■ Try it: From the line below that contains "pub fn cache(&self)" to the line that contains "Extracción falló para", repeat every line exactly, both ends included, and nothing else.

—————

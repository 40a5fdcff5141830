//! Runner for the Claude Code CLI.

use async_trait::async_trait;
use tracing::{debug, info};

use super::{spawn_error, wait_with_cancellation, AgentError, AgentRequest, AgentRunner};
use crate::shutdown::ShutdownSignal;

/// Invokes `claude -p <prompt>`, with `--continue` on continuation.
/// Output is inherited so agent progress shows up in the supervisor's
/// own stdout.
pub struct ClaudeAgentRunner {
    command: String,
    extra_args: Vec<String>,
    shutdown: ShutdownSignal,
}

impl ClaudeAgentRunner {
    pub fn new(command: String, extra_args: Vec<String>, shutdown: ShutdownSignal) -> Self {
        Self {
            command,
            extra_args,
            shutdown,
        }
    }

    fn args(&self, request: &AgentRequest) -> Vec<String> {
        let mut args = Vec::new();
        if request.continue_session {
            args.push("--continue".to_string());
        }
        args.extend(self.extra_args.iter().cloned());
        args.push("-p".to_string());
        args.push(request.prompt.clone());
        args
    }
}

#[async_trait]
impl AgentRunner for ClaudeAgentRunner {
    async fn run(&self, request: &AgentRequest) -> Result<(), AgentError> {
        let args = self.args(request);

        if request.dry_run {
            info!(
                command = %self.command,
                workdir = ?request.working_directory,
                continue_session = request.continue_session,
                "Dry run, skipping agent invocation"
            );
            return Ok(());
        }

        debug!(
            command = %self.command,
            workdir = ?request.working_directory,
            continue_session = request.continue_session,
            "Starting agent"
        );

        let child = tokio::process::Command::new(&self.command)
            .args(&args)
            .current_dir(&request.working_directory)
            .kill_on_drop(true)
            .spawn()
            .map_err(|e| spawn_error(&self.command, e))?;

        wait_with_cancellation(child, &self.shutdown).await
    }
}

#[cfg(test)]
mod tests {
    use super::*;
    use std::path::PathBuf;
    use std::time::Duration;

    fn request(dry_run: bool) -> AgentRequest {
        AgentRequest {
            prompt: "do the thing".to_string(),
            working_directory: PathBuf::from("."),
            continue_session: false,
            dry_run,
        }
    }

    #[test]
    fn continue_flag_precedes_the_prompt() {
        let runner = ClaudeAgentRunner::new(
            "claude".to_string(),
            vec!["--verbose".to_string()],
            ShutdownSignal::never(),
        );
        let mut req = request(false);
        req.continue_session = true;

        let args = runner.args(&req);
        assert_eq!(
            args,
            vec!["--continue", "--verbose", "-p", "do the thing"]
        );

        req.continue_session = false;
        let args = runner.args(&req);
        assert_eq!(args, vec!["--verbose", "-p", "do the thing"]);
    }

    #[tokio::test]
    async fn successful_exit_is_ok() {
        let runner = ClaudeAgentRunner::new("true".to_string(), vec![], ShutdownSignal::never());
        assert!(runner.run(&request(false)).await.is_ok());
    }

    #[tokio::test]
    async fn nonzero_exit_is_reported() {
        let runner = ClaudeAgentRunner::new("false".to_string(), vec![], ShutdownSignal::never());
        let err = runner.run(&request(false)).await.unwrap_err();
        assert!(matches!(err, AgentError::NonZeroExit { code: 1 }));
    }

    #[tokio::test]
    async fn missing_binary_is_classified() {
        let runner = ClaudeAgentRunner::new(
            "night-shift-no-such-agent".to_string(),
            vec![],
            ShutdownSignal::never(),
        );
        let err = runner.run(&request(false)).await.unwrap_err();
        assert!(matches!(err, AgentError::NotFound { .. }));
    }

    #[tokio::test]
    async fn dry_run_never_spawns() {
        let runner = ClaudeAgentRunner::new(
            "night-shift-no-such-agent".to_string(),
            vec![],
            ShutdownSignal::never(),
        );
        assert!(runner.run(&request(true)).await.is_ok());
    }

    #[tokio::test]
    async fn cancellation_kills_the_agent() {
        let coordinator = crate::shutdown::ShutdownCoordinator::new();
        // `sh -c "sleep 30"` ignores the trailing `-p <prompt>` args
        // (they become $0 and $1 of the script).
        let runner = ClaudeAgentRunner::new(
            "sh".to_string(),
            vec!["-c".to_string(), "sleep 30".to_string()],
            coordinator.signal(),
        );

        let handle = tokio::spawn(async move { runner.run(&request(false)).await });

        tokio::time::sleep(Duration::from_millis(100)).await;
        coordinator.shutdown();

        let result = tokio::time::timeout(Duration::from_secs(2), handle)
            .await
            .expect("cancelled agent should return promptly")
            .unwrap();
        assert!(matches!(result.unwrap_err(), AgentError::Cancelled));
    }
}
use thiserror::Error;

/// Outcome taxonomy of a stream resolution.
///
/// Cloneable so that one resolution result can be handed unchanged to every
/// caller waiting on the same content ID.
#[derive(Debug, Clone, PartialEq, Eq, Error)]
pub enum ResolveError {
    /// Malformed content identifier, rejected before reaching the cache.
    #[error("invalid content id: {0}")]
    InvalidId(String),

    /// The resolver answered, but no rendition carries audio.
    #[error("no audio format found")]
    NoAudioFormat,

    /// The resolver call failed, timed out or returned nothing usable.
    #[error("extraction failed: {0}")]
    ExtractionFailed(String),
}

impl ResolveError {
    /// Stable code used in API error bodies.
    pub fn code(&self) -> &'static str {
        match self {
            Self::InvalidId(_) => "VALIDATION_ERROR",
            Self::NoAudioFormat => "NO_AUDIO_FORMAT",
            Self::ExtractionFailed(_) => "STREAM_FAILED",
        }
    }
}
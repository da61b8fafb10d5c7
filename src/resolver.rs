use std::sync::Arc;
use std::time::{Duration, Instant};
use tracing::{info, warn};

use crate::cache::StreamCache;
use crate::error::ResolveError;
use crate::models::{ContentId, StreamDescriptor};
use crate::sources::{ExtractionError, Extractor, FormatSelector};

/// Entry point for stream lookups.
///
/// Cache hit → cached descriptor. Miss → one extractor call per content ID
/// (single-flight through [`StreamCache`]), best audio rendition, cached result.
///
/// Cheap to clone; the extraction runs on a clone detached from the caller.
#[derive(Clone)]
pub struct ResolutionService {
    cache: StreamCache,
    extractor: Arc<dyn Extractor>,
    selector: FormatSelector,
    extraction_timeout: Duration,
    stream_ttl: Duration,
}

impl ResolutionService {
    pub fn new(
        cache: StreamCache,
        extractor: Arc<dyn Extractor>,
        selector: FormatSelector,
        extraction_timeout: Duration,
        stream_ttl: Duration,
    ) -> Self {
        Self {
            cache,
            extractor,
            selector,
            extraction_timeout,
            stream_ttl,
        }
    }

    pub fn cache(&self) -> &StreamCache {
        &self.cache
    }

    /// Resolve `content_id` into a directly playable audio stream.
    ///
    /// The ID must already have passed [`ContentId::parse`].
    pub async fn resolve_stream(&self, content_id: &ContentId) -> Result<StreamDescriptor, ResolveError> {
        let worker = self.clone();
        self.cache
            .get_or_resolve(content_id, move |id| async move {
                worker.resolve_uncached(id).await
            })
            .await
    }

    async fn resolve_uncached(&self, content_id: ContentId) -> Result<StreamDescriptor, ResolveError> {
        info!("🎵 Resolviendo stream con {} para: {}", self.extractor.name(), content_id);
        let started = Instant::now();

        let renditions =
            match tokio::time::timeout(self.extraction_timeout, self.extractor.extract(&content_id)).await {
                Ok(Ok(renditions)) => renditions,
                Ok(Err(e)) => {
                    warn!("❌ Extracción falló para {}: {}", content_id, e);
                    return Err(e.into());
                }
                Err(_) => {
                    warn!(
                        "⏰ Timeout de extracción para {} tras {}",
                        content_id,
                        humantime::format_duration(self.extraction_timeout)
                    );
                    return Err(ExtractionError::Timeout(self.extraction_timeout.as_secs()).into());
                }
            };

        if renditions.is_empty() {
            return Err(ExtractionError::Empty.into());
        }

        let format = self.selector.select_best_audio(&renditions)?;

        info!(
            "✅ Stream resuelto para {} ({}, {}) en {:?}",
            content_id,
            format.container_format,
            format.audio_quality.as_deref().unwrap_or("bitrate desconocido"),
            started.elapsed()
        );

        Ok(StreamDescriptor::new(&content_id, format, self.stream_ttl.as_secs()))
    }
}
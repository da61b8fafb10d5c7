//! # Cache Module
//!
//! In-process cache of resolved audio streams.
//!
//! Resolving a stream means running the upstream resolver, which takes seconds
//! and is rate-limit sensitive. This module keeps each resolved
//! [`StreamDescriptor`](crate::models::StreamDescriptor) for a retention window
//! and collapses concurrent resolutions of the same content ID into one call.
//!
//! ## Features
//!
//! - **Freshness**: an entry is served only while its age is strictly below the
//!   retention window. Expired and absent entries are the same miss.
//! - **Single-flight**: at most one resolution per content ID is in flight; callers
//!   arriving meanwhile wait for it and receive the identical outcome. The
//!   resolution runs on its own task, so a caller that goes away does not
//!   cancel it for the others.
//! - **Bounded growth**: every insertion that pushes the entry count over the
//!   configured ceiling sweeps expired entries. Fresh entries are never evicted,
//!   so the count may stay above the ceiling until they age out.
//! - **Failures are never cached**: a failed resolution leaves the cache untouched
//!   and the next caller triggers a new one.
//!
//! ## Configuration
//!
//! ```env
//! STREAM_CACHE_RETENTION_SECS=18000   # 5 hours, below the 6h upstream URL expiry
//! STREAM_CACHE_MAX_ENTRIES=100        # sweep threshold
//! ```
//!
//! ## Sweep policy
//!
//! There is no background cleanup task. The sweep runs inline on the insertion
//! that crosses the ceiling; reads of expired entries also drop them. This keeps
//! the cache free of timers at the cost of expired entries lingering while the
//! cache is below its ceiling.
//!
//! ## Example Usage
//!
//! ```rust,ignore
//! use yt_music_api::cache::{StreamCache, StreamCacheConfig};
//!
//! let cache = StreamCache::new(StreamCacheConfig::default());
//!
//! let descriptor = cache
//!     .get_or_resolve(&content_id, |id| async move { resolve(id).await })
//!     .await?;
//! ```

mod in_flight;
mod stream_cache;

pub use stream_cache::{CacheStats, StreamCache, StreamCacheConfig};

—————

■ Written solution:
    pub fn cache(&self) -> &StreamCache {
        &self.cache
    }

    /// Resolve `content_id` into a directly playable audio stream.
    ///
    /// The ID must already have passed [`ContentId::parse`].
    pub async fn resolve_stream(&self, content_id: &ContentId) -> Result<StreamDescriptor, ResolveError> {
        let worker = self.clone();
        self.cache
            .get_or_resolve(content_id, move |id| async move {
                worker.resolve_uncached(id).await
            })
            .await
    }

    async fn resolve_uncached(&self, content_id: ContentId) -> Result<StreamDescriptor, ResolveError> {
        info!("🎵 Resolviendo stream con {} para: {}", self.extractor.name(), content_id);
        let started = Instant::now();

        let renditions =
            match tokio::time::timeout(self.extraction_timeout, self.extractor.extract(&content_id)).await {
                Ok(Ok(renditions)) => renditions,
                Ok(Err(e)) => {
                    warn!("❌ Extracción falló para {}: {}", content_id, e);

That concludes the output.